The fundamental premise of the proposed law, according to the October draft, is that "the government's foremost responsibility is to protect the health, safety and well being of its citizens." But according to our Declaration of Independence, "Governments are instituted among men" to secure "certain unalienable rights" and that "among these are life, liberty and the pursuit of happiness." Securing persons' rights is the foremost government responsibility, not protecting citizens. Public safety is a precondition for the exercise of rights; it is not an end in itself.

According to George Annas, chairman of the Health Law Department at Boston University School of Public Health, "This law treats American citizens as if they were the enemy."
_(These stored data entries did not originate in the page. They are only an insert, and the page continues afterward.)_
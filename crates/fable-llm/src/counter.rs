use std::collections::HashMap;
use std::sync::atomic::{AtomicU64, Ordering};
use std::sync::Mutex;

/// Per-provider call accounting shared between the retry executor and the
/// workflow state.
///
/// Counts survive resume: the engine seeds the counter from the loaded
/// checkpoint and folds a snapshot back at every save.
#[derive(Debug, Default)]
pub struct CallCounter {
    total: AtomicU64,
    per_provider: Mutex<HashMap<String, u64>>,
}

impl CallCounter {
    pub fn new() -> Self {
        Self::default()
    }

    /// Seed from persisted usage so resumed runs keep accumulating.
    pub fn seeded(total: u64, per_provider: HashMap<String, u64>) -> Self {
        Self {
            total: AtomicU64::new(total),
            per_provider: Mutex::new(per_provider),
        }
    }

    pub fn record(&self, provider: &str) {
        self.total.fetch_add(1, Ordering::Relaxed);
        let mut map = self.per_provider.lock().unwrap();
        *map.entry(provider.to_string()).or_insert(0) += 1;
    }

    pub fn total(&self) -> u64 {
        self.total.load(Ordering::Relaxed)
    }

    pub fn provider_calls(&self, provider: &str) -> u64 {
        self.per_provider
            .lock()
            .unwrap()
            .get(provider)
            .copied()
            .unwrap_or(0)
    }

    pub fn snapshot(&self) -> HashMap<String, u64> {
        self.per_provider.lock().unwrap().clone()
    }
}
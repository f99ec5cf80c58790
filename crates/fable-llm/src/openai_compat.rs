//! Adapter for OpenAI-compatible chat completion endpoints.
//!
//! OpenRouter, Groq, and local Ollama all speak this wire format, so one
//! adapter covers the whole fallback chain. Non-streaming: the engine
//! consumes whole completions only.

use async_trait::async_trait;
use serde_json::json;

use fable_types::{FableError, Result};

use crate::{GenerationService, GenerationSpec, Generated, Usage};

#[derive(Debug)]
pub struct OpenAiCompatService {
    name: String,
    api_key: Option<String>,
    client: reqwest::Client,
    base_url: String,
    model: String,
}

impl OpenAiCompatService {
    pub fn new(
        name: impl Into<String>,
        base_url: impl Into<String>,
        api_key: Option<String>,
        model: impl Into<String>,
    ) -> Self {
        Self {
            name: name.into(),
            api_key,
            client: reqwest::Client::new(),
            base_url: base_url.into(),
            model: model.into(),
        }
    }

    /// OpenRouter, keyed by `OPENROUTER_API_KEY`.
    pub fn openrouter_from_env(model: impl Into<String>) -> Result<Self> {
        let key = std::env::var("OPENROUTER_API_KEY").map_err(|_| FableError::Auth {
            provider: "openrouter".into(),
        })?;
        Ok(Self::new(
            "openrouter",
            "https://openrouter.ai/api/v1",
            Some(key),
            model,
        ))
    }

    /// Groq, keyed by `GROQ_API_KEY`.
    pub fn groq_from_env(model: impl Into<String>) -> Result<Self> {
        let key = std::env::var("GROQ_API_KEY").map_err(|_| FableError::Auth {
            provider: "groq".into(),
        })?;
        Ok(Self::new(
            "groq",
            "https://api.groq.com/openai/v1",
            Some(key),
            model,
        ))
    }

    /// Local Ollama endpoint; no key required.
    pub fn ollama(base_url: impl Into<String>, model: impl Into<String>) -> Self {
        Self::new("ollama", base_url, None, model)
    }

    fn build_request_body(&self, spec: &GenerationSpec) -> serde_json::Value {
        let mut user_content = String::new();
        for artifact in &spec.context {
            user_content.push_str(artifact);
            user_content.push_str("\n\n");
        }
        user_content.push_str(&spec.instructions);
        if let Some(words) = spec.target_words {
            user_content.push_str(&format!(
                "\n\nTarget length: at least {words} words of finished prose."
            ));
        }

        json!({
            "model": self.model,
            "messages": [
                { "role": "system", "content": spec.role.system_context() },
                { "role": "user", "content": user_content },
            ],
            "max_tokens": spec.max_output_tokens,
        })
    }

    fn parse_response(&self, body: serde_json::Value) -> Result<Generated> {
        let text = body["choices"][0]["message"]["content"]
            .as_str()
            .unwrap_or("")
            .to_string();
        if text.trim().is_empty() {
            return Err(FableError::InvalidOutput {
                reason: format!("provider {} returned an empty completion", self.name),
            });
        }

        let usage = Usage {
            input_tokens: body["usage"]["prompt_tokens"].as_u64().unwrap_or(0),
            output_tokens: body["usage"]["completion_tokens"].as_u64().unwrap_or(0),
        };

        Ok(Generated {
            text,
            provider: self.name.clone(),
            model: body["model"]
                .as_str()
                .unwrap_or(&self.model)
                .to_string(),
            usage,
        })
    }
}

/// Map an HTTP error response onto the Fable error taxonomy.
fn map_error(provider: &str, status: u16, body: &str) -> FableError {
    match status {
        429 => {
            let retry_ms = serde_json::from_str::<serde_json::Value>(body)
                .ok()
                .and_then(|v| v["error"]["retry_after"].as_f64())
                .map(|s| (s * 1000.0) as u64)
                .unwrap_or(5000);
            FableError::RateLimited {
                provider: provider.to_string(),
                retry_after_ms: retry_ms,
            }
        }
        401 | 403 => FableError::Auth {
            provider: provider.to_string(),
        },
        402 => FableError::QuotaExhausted {
            provider: provider.to_string(),
        },
        500 | 502 | 503 | 504 => FableError::Transient {
            provider: provider.to_string(),
            message: format!("HTTP {status}: {}", truncate(body, 200)),
        },
        _ => FableError::Other(format!(
            "provider {provider} returned HTTP {status}: {}",
            truncate(body, 200)
        )),
    }
}

fn truncate(s: &str, max: usize) -> &str {
    match s.char_indices().nth(max) {
        Some((idx, _)) => &s[..idx],
        None => s,
    }
}

#[async_trait]
impl GenerationService for OpenAiCompatService {
    async fn generate(&self, spec: &GenerationSpec) -> Result<Generated> {
        let url = format!("{}/chat/completions", self.base_url.trim_end_matches('/'));
        let body = self.build_request_body(spec);

        let mut req = self.client.post(&url).json(&body);
        if let Some(ref key) = self.api_key {
            req = req.bearer_auth(key);
        }

        let resp = req.send().await.map_err(|e| FableError::Transient {
            provider: self.name.clone(),
            message: format!("request failed: {e}"),
        })?;

        let status = resp.status();
        let response_body = resp.text().await.map_err(|e| FableError::Transient {
            provider: self.name.clone(),
            message: format!("failed to read response body: {e}"),
        })?;

        if !status.is_success() {
            return Err(map_error(&self.name, status.as_u16(), &response_body));
        }

        let parsed: serde_json::Value =
            serde_json::from_str(&response_body).map_err(|e| FableError::InvalidOutput {
                reason: format!("provider {} returned malformed JSON: {e}", self.name),
            })?;

        tracing::debug!(provider = %self.name, model = %self.model, "generation call completed");
        self.parse_response(parsed)
    }

    fn name(&self) -> &str {
        &self.name
    }
}

#[cfg(test)]
mod tests {
    use super::*;
    use crate::RolePreset;

    fn adapter() -> OpenAiCompatService {
        OpenAiCompatService::new("testprov", "http://localhost:9", None, "test-model")
    }

    #[test]
    fn map_error_429_is_rate_limited() {
        let err = map_error("groq", 429, r#"{"error": {"retry_after": 2.5}}"#);
        match err {
            FableError::RateLimited {
                provider,
                retry_after_ms,
            } => {
                assert_eq!(provider, "groq");
                assert_eq!(retry_after_ms, 2500);
            }
            other => panic!("expected RateLimited, got {other:?}"),
        }
    }

    #[test]
    fn map_error_429_without_hint_uses_default_delay() {
        let err = map_error("groq", 429, "rate limited");
        match err {
            FableError::RateLimited { retry_after_ms, .. } => {
                assert_eq!(retry_after_ms, 5000)
            }
            other => panic!("expected RateLimited, got {other:?}"),
        }
    }

    #[test]
    fn map_error_auth_and_quota() {
        assert!(matches!(
            map_error("openrouter", 401, ""),
            FableError::Auth { .. }
        ));
        assert!(matches!(
            map_error("openrouter", 403, ""),
            FableError::Auth { .. }
        ));
        assert!(matches!(
            map_error("openrouter", 402, ""),
            FableError::QuotaExhausted { .. }
        ));
    }

    #[test]
    fn map_error_5xx_is_transient() {
        for status in [500, 502, 503, 504] {
            assert!(matches!(
                map_error("ollama", status, "server error"),
                FableError::Transient { .. }
            ));
        }
    }

    #[test]
    fn map_error_unknown_status_is_other() {
        assert!(matches!(
            map_error("ollama", 418, ""),
            FableError::Other(_)
        ));
    }

    #[test]
    fn request_body_includes_role_context_and_artifacts() {
        let spec = GenerationSpec::new(RolePreset::SceneWriter, "Write the scene")
            .with_context("STORY ARC: a heist")
            .with_target_words(1200);
        let body = adapter().build_request_body(&spec);

        assert_eq!(body["model"], "test-model");
        let system = body["messages"][0]["content"].as_str().unwrap();
        assert!(system.contains("prose writer"));
        let user = body["messages"][1]["content"].as_str().unwrap();
        assert!(user.contains("STORY ARC: a heist"));
        assert!(user.contains("Write the scene"));
        assert!(user.contains("1200 words"));
    }

    #[test]
    fn parse_response_extracts_text_and_usage() {
        let body = json!({
            "model": "served-model",
            "choices": [{ "message": { "content": "Generated prose." } }],
            "usage": { "prompt_tokens": 120, "completion_tokens": 450 },
        });
        let gen = adapter().parse_response(body).unwrap();
        assert_eq!(gen.text, "Generated prose.");
        assert_eq!(gen.provider, "testprov");
        assert_eq!(gen.model, "served-model");
        assert_eq!(gen.usage.input_tokens, 120);
        assert_eq!(gen.usage.output_tokens, 450);
    }

    #[test]
    fn parse_response_rejects_empty_completion() {
        let body = json!({ "choices": [{ "message": { "content": "  " } }] });
        let err = adapter().parse_response(body).unwrap_err();
        assert!(matches!(err, FableError::InvalidOutput { .. }));
    }
}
We're on an exceedingly slippery slope here. In Washington state, for example, the threshold for government declaration of "emergency" is very low. Several years ago, to avoid the possibility of political accountability by a vote of the public, the governor declared financing of a sports stadium to be such an "emergency." In CLEAN v. State of Washington, the Washington state Supreme Court upheld the governor's use of "an emergency clause in the law passed to provide public financing for the new Mariners' stadium in Seattle," according to Citizens for Leaders with Ethics and Accountability Now! (CLEAN) based in Tacoma. Very roughly paraphrased, the court told Washington state citizens something like "So, you think you've got a problem with the governor? Well, you're right; you do have a problem with the governor. His job is to implement the laws written and defined by the Legislature. The governor and Legislature said there was an emergency. Who are you to say otherwise?"

Now repeat some smallpox-related variation of this reasoning in 50 state supreme courts, under conditions of mass concern and with state bureaucracies ever eager to enhance their powers. History gives little reassurance that the experts and elite have all the best answers to all questions or responsibly will use power, especially when the power is total.
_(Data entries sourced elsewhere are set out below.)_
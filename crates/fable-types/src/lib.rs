//! Shared types and errors for the Fable workflow engine.
//!
//! This crate provides the foundational types used across all other Fable crates:
//! - `FableError` — unified error taxonomy with retry classification
//! - `ErrorKind` — coarse error class driving backoff and provider fallback
//! - Manuscript model — chapters, scenes, review gates, entity briefs

use serde::{Deserialize, Serialize};

/// Unified error type for all Fable subsystems.
#[derive(Debug, thiserror::Error)]
pub enum FableError {
    // === Generation service errors ===
    #[error("Rate limited by {provider}, retry after {retry_after_ms}ms")]
    RateLimited {
        provider: String,
        retry_after_ms: u64,
    },

    #[error("Provider {provider} unavailable: {message}")]
    Transient { provider: String, message: String },

    #[error("Generated output rejected: {reason}")]
    InvalidOutput { reason: String },

    #[error("Authentication failed for provider {provider}")]
    Auth { provider: String },

    #[error("Quota exhausted for provider {provider}")]
    QuotaExhausted { provider: String },

    // === Workflow errors ===
    #[error("All attempts exhausted for '{operation}' after {attempts} attempts")]
    Exhausted { operation: String, attempts: usize },

    #[error("Phase '{phase}' failed: {message}")]
    PhaseFailed { phase: String, message: String },

    #[error("Project store error: {0}")]
    Store(String),

    // === Generic ===
    #[error("IO error: {0}")]
    Io(#[from] std::io::Error),

    #[error("JSON error: {0}")]
    Json(#[from] serde_json::Error),

    #[error("{0}")]
    Other(String),
}

/// Coarse error class used by the retry executor to pick a backoff
/// multiplier and decide on provider fallback.
#[derive(Debug, Clone, Copy, PartialEq, Eq, Hash, Serialize, Deserialize)]
#[serde(rename_all = "snake_case")]
pub enum ErrorKind {
    RateLimited,
    Transient,
    InvalidOutput,
    Auth,
    Fatal,
}

impl FableError {
    /// Classify the error for backoff and fallback decisions.
    pub fn kind(&self) -> ErrorKind {
        match self {
            FableError::RateLimited { .. } => ErrorKind::RateLimited,
            FableError::Transient { .. } => ErrorKind::Transient,
            FableError::InvalidOutput { .. } => ErrorKind::InvalidOutput,
            FableError::Auth { .. } | FableError::QuotaExhausted { .. } => ErrorKind::Auth,
            _ => ErrorKind::Fatal,
        }
    }

    /// Returns `true` if the operation may succeed on a later attempt.
    pub fn is_retryable(&self) -> bool {
        matches!(
            self.kind(),
            ErrorKind::RateLimited | ErrorKind::Transient | ErrorKind::InvalidOutput
        )
    }

    /// Returns `true` if the error warrants an immediate switch to the next
    /// provider without retrying the current one.
    pub fn switches_provider(&self) -> bool {
        matches!(
            self,
            FableError::Auth { .. } | FableError::QuotaExhausted { .. }
        )
    }

    /// Returns `true` if the error is permanent and retrying will not help.
    pub fn is_terminal(&self) -> bool {
        matches!(
            self,
            FableError::Exhausted { .. }
                | FableError::PhaseFailed { .. }
                | FableError::Auth { .. }
                | FableError::QuotaExhausted { .. }
        )
    }
}

/// A convenience alias for `Result<T, FableError>`.
pub type Result<T> = std::result::Result<T, FableError>;

// ---------------------------------------------------------------------------
// ChapterStatus / SceneUnit / ChapterUnit — manuscript model
// ---------------------------------------------------------------------------

/// Lifecycle of a single chapter through drafting and editorial refinement.
#[derive(Debug, Clone, Copy, PartialEq, Eq, Hash, Serialize, Deserialize)]
#[serde(rename_all = "snake_case")]
pub enum ChapterStatus {
    NotStarted,
    Outlining,
    Writing,
    Editorial,
    Complete,
}

/// A single scene inside a chapter. Content starts as a placeholder and is
/// filled in during the writing phase.
#[derive(Debug, Clone, Serialize, Deserialize)]
pub struct SceneUnit {
    pub id: String,
    pub chapter: u32,
    pub number: u32,
    pub goal: String,
    pub conflict: String,
    pub outcome: String,
    #[serde(default)]
    pub pov: String,
    #[serde(default)]
    pub location: String,
    #[serde(default)]
    pub content: String,
    #[serde(default)]
    pub word_count: usize,
}

impl SceneUnit {
    pub fn new(chapter: u32, number: u32) -> Self {
        Self {
            id: format!("ch{chapter}_sc{number}"),
            chapter,
            number,
            goal: String::new(),
            conflict: String::new(),
            outcome: String::new(),
            pov: String::new(),
            location: String::new(),
            content: String::new(),
            word_count: 0,
        }
    }
}

/// A chapter with its ordered scenes, aggregate word count, and editorial
/// convergence tracking.
#[derive(Debug, Clone, Serialize, Deserialize)]
pub struct ChapterUnit {
    pub number: u32,
    #[serde(default)]
    pub title: String,
    #[serde(default)]
    pub scenes: Vec<SceneUnit>,
    #[serde(default)]
    pub content: String,
    pub status: ChapterStatus,
    #[serde(default)]
    pub word_count: usize,
    #[serde(default)]
    pub editorial_iterations: u32,
    #[serde(default = "default_convergence")]
    pub convergence_score: f64,
}

fn default_convergence() -> f64 {
    1.0
}

impl ChapterUnit {
    pub fn new(number: u32) -> Self {
        Self {
            number,
            title: String::new(),
            scenes: Vec::new(),
            content: String::new(),
            status: ChapterStatus::NotStarted,
            word_count: 0,
            editorial_iterations: 0,
            convergence_score: 1.0,
        }
    }
}

// ---------------------------------------------------------------------------
// ReviewGate — human-in-the-loop approval record
// ---------------------------------------------------------------------------

#[derive(Debug, Clone, Copy, PartialEq, Eq, Serialize, Deserialize)]
#[serde(rename_all = "snake_case")]
pub enum ReviewGateStatus {
    NotRequired,
    Pending,
    Approved,
    Rejected,
}

/// A pause point requiring external approval. Created when a completed
/// phase matches the configured gate set; transitions only via an explicit
/// external decision.
#[derive(Debug, Clone, Serialize, Deserialize)]
pub struct ReviewGate {
    pub phase: String,
    pub status: ReviewGateStatus,
    #[serde(default)]
    pub feedback: String,
}

impl ReviewGate {
    pub fn pending(phase: impl Into<String>) -> Self {
        Self {
            phase: phase.into(),
            status: ReviewGateStatus::Pending,
            feedback: String::new(),
        }
    }
}

// ---------------------------------------------------------------------------
// Entity model — world-building pass 1 output
// ---------------------------------------------------------------------------

#[derive(Debug, Clone, Copy, PartialEq, Eq, Hash, Serialize, Deserialize)]
#[serde(rename_all = "snake_case")]
pub enum EntityKind {
    Character,
    Location,
    Item,
}

/// One entry of the extracted entity list: just enough to drive an
/// individual full-context generation in pass 2.
#[derive(Debug, Clone, PartialEq, Eq, Serialize, Deserialize)]
pub struct EntityBrief {
    pub name: String,
    pub role: String,
    #[serde(default)]
    pub brief: String,
    #[serde(default)]
    pub owner: Option<String>,
}

/// Structured entity list produced by the extraction pass.
#[derive(Debug, Clone, Default, Serialize, Deserialize)]
pub struct EntityList {
    pub main_characters: Vec<EntityBrief>,
    pub supporting_characters: Vec<EntityBrief>,
    pub locations: Vec<EntityBrief>,
    pub items: Vec<EntityBrief>,
}

impl EntityList {
    pub fn total(&self) -> usize {
        self.main_characters.len()
            + self.supporting_characters.len()
            + self.locations.len()
            + self.items.len()
    }

    pub fn is_empty(&self) -> bool {
        self.total() == 0
    }
}
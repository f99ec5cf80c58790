//! Fable workflow engine: durable checkpointed state, an explicit phase
//! state machine with review gates, classified retry with provider
//! fallback, two-pass entity generation, and the editorial convergence loop.

pub mod config;
pub mod controller;
pub mod convergence;
pub mod editorial;
pub mod events;
pub mod extraction;
pub mod phase;
pub mod retry;
pub mod state;
pub mod store;
pub mod validator;

pub use config::WorkflowConfig;
pub use controller::{
    create_pause_marker, pause_marker_path, resume_command, Interrupter, WorkflowController,
};
pub use convergence::convergence_score;
pub use editorial::{refine_chapter, should_stop, EditorialOutcome};
pub use events::{EventEmitter, WorkflowEvent};
pub use extraction::{parse_chapter_outline, parse_entity_list};
pub use phase::{next_phase, Phase, PhaseEngine, RunStatus};
pub use retry::{AttemptLog, RetryAttempt, RetryExecutor, RetryPolicy};
pub use state::{ErrorEntry, StatusReport, WorkflowState, WORKFLOW_STEPS};
pub use store::{
    FileStore, KnowledgeIndex, MemoryStore, NullIndex, ProjectSnapshot, ProjectStore,
    RecordingIndex, SyncStats,
};
pub use validator::{OutputKind, OutputValidator, Rejection, ValidatorConfig};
According to a Dec. 3 analysis by the Association of American Physicians and Surgeons (AAPS), "The Act assumes that the best method to use in an emergency is force and central control. There is no evidence that force works better than leadership, which can bring out the best in citizens coming together to meet the crisis, just as firefighters, police, medical professionals, hotel owners and other businessmen did in New York City. Totalitarianism is not only evil but has had uniformly disastrous results."

The act assumes that human freedom is a weakness in the face of terrorist threats. We strongly demur: Human freedom is our great strength. Free people respond to leadership much more vigorously than a people held in place by power, fear and terror of their own government. Witness the recent evaporation of the Taliban power structure in Afghanistan.
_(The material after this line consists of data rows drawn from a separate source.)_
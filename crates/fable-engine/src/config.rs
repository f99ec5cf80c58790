//! Workflow configuration: project targets, review gates, and the tuning
//! knobs for retry, validation, and editorial convergence.

use std::path::{Path, PathBuf};

use serde::{Deserialize, Serialize};

use fable_types::Result;

use crate::retry::RetryPolicy;
use crate::validator::ValidatorConfig;

#[derive(Debug, Clone, Serialize, Deserialize)]
pub struct WorkflowConfig {
    pub project_name: String,
    #[serde(default)]
    pub premise: String,
    #[serde(default = "default_genre")]
    pub genre: String,
    #[serde(default = "default_chapters")]
    pub target_chapters: u32,
    #[serde(default = "default_words_per_chapter")]
    pub target_words_per_chapter: usize,

    /// Convergence threshold for the editorial loop. A revision changing
    /// less than this fraction of the text counts as converged.
    #[serde(default = "default_convergence_threshold")]
    pub convergence_threshold: f64,
    #[serde(default = "default_max_editorial_iterations")]
    pub max_editorial_iterations: u32,

    /// Phases whose completion requires external approval.
    #[serde(default = "default_review_gates")]
    pub review_gates: Vec<String>,

    #[serde(default)]
    pub retry: RetryPolicy,
    #[serde(default)]
    pub validator: ValidatorConfig,

    #[serde(default = "default_checkpoint_dir")]
    pub checkpoint_dir: PathBuf,

    /// Caps on pass-2 entity generation, matching the extraction prompt's
    /// expected ranges.
    #[serde(default = "default_supporting_cap")]
    pub supporting_character_cap: usize,
    #[serde(default = "default_item_cap")]
    pub item_cap: usize,

    /// World building is marked failed when fewer than this fraction of
    /// entities generate successfully.
    #[serde(default = "default_min_success_ratio")]
    pub min_phase_success_ratio: f64,
}

fn default_genre() -> String {
    "literary_fiction".to_string()
}
fn default_chapters() -> u32 {
    10
}
fn default_words_per_chapter() -> usize {
    3000
}
fn default_convergence_threshold() -> f64 {
    0.05
}
fn default_max_editorial_iterations() -> u32 {
    5
}
fn default_review_gates() -> Vec<String> {
    vec!["structure".to_string()]
}
fn default_checkpoint_dir() -> PathBuf {
    PathBuf::from("output")
}
fn default_supporting_cap() -> usize {
    10
}
fn default_item_cap() -> usize {
    15
}
fn default_min_success_ratio() -> f64 {
    0.5
}

impl WorkflowConfig {
    pub fn new(project_name: impl Into<String>) -> Self {
        Self {
            project_name: project_name.into(),
            premise: String::new(),
            genre: default_genre(),
            target_chapters: default_chapters(),
            target_words_per_chapter: default_words_per_chapter(),
            convergence_threshold: default_convergence_threshold(),
            max_editorial_iterations: default_max_editorial_iterations(),
            review_gates: default_review_gates(),
            retry: RetryPolicy::default(),
            validator: ValidatorConfig::default(),
            checkpoint_dir: default_checkpoint_dir(),
            supporting_character_cap: default_supporting_cap(),
            item_cap: default_item_cap(),
            min_phase_success_ratio: default_min_success_ratio(),
        }
    }

    pub fn gates_phase(&self, phase: &str) -> bool {
        self.review_gates.iter().any(|g| g == phase)
    }

    pub fn load(path: &Path) -> Result<Self> {
        let data = std::fs::read_to_string(path)?;
        let config: Self = serde_json::from_str(&data)?;
        Ok(config)
    }

    pub fn save(&self, path: &Path) -> Result<()> {
        let json = serde_json::to_string_pretty(self)?;
        std::fs::write(path, json)?;
        Ok(())
    }
}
In sum, additional state power is unnecessary, even if the proposed law proves to be constitutional and survives civil-rights challenges. Existing state powers are more than adequate. If faced with unprecedented circumstances, we're confident that state legislatures will act with unprecedented swiftness. In addition, government officials throughout the ages have bent the law in response to unprecedented circumstances; we're sure officials would be so inclined and adept if a real need arose. In the meantime, expanded state government "emergency" powers likely would be abused more often than appropriately used. Ironically, endowing state government with such immense power easily could result in fear and terror more pervasive than possible from any possible terrorist attacks.

Governments, like doctors, should "First, do no harm." And governments, like doctors, should avoid overtreating.

Cihak, of Aberdeen, Wash., is the former president of the Association of American Physicians and Surgeons (AAPS). Glueck, of Newport Beach, Calif., writes extensively on health-care policy issues. Both are medical doctors and practicing radiologists.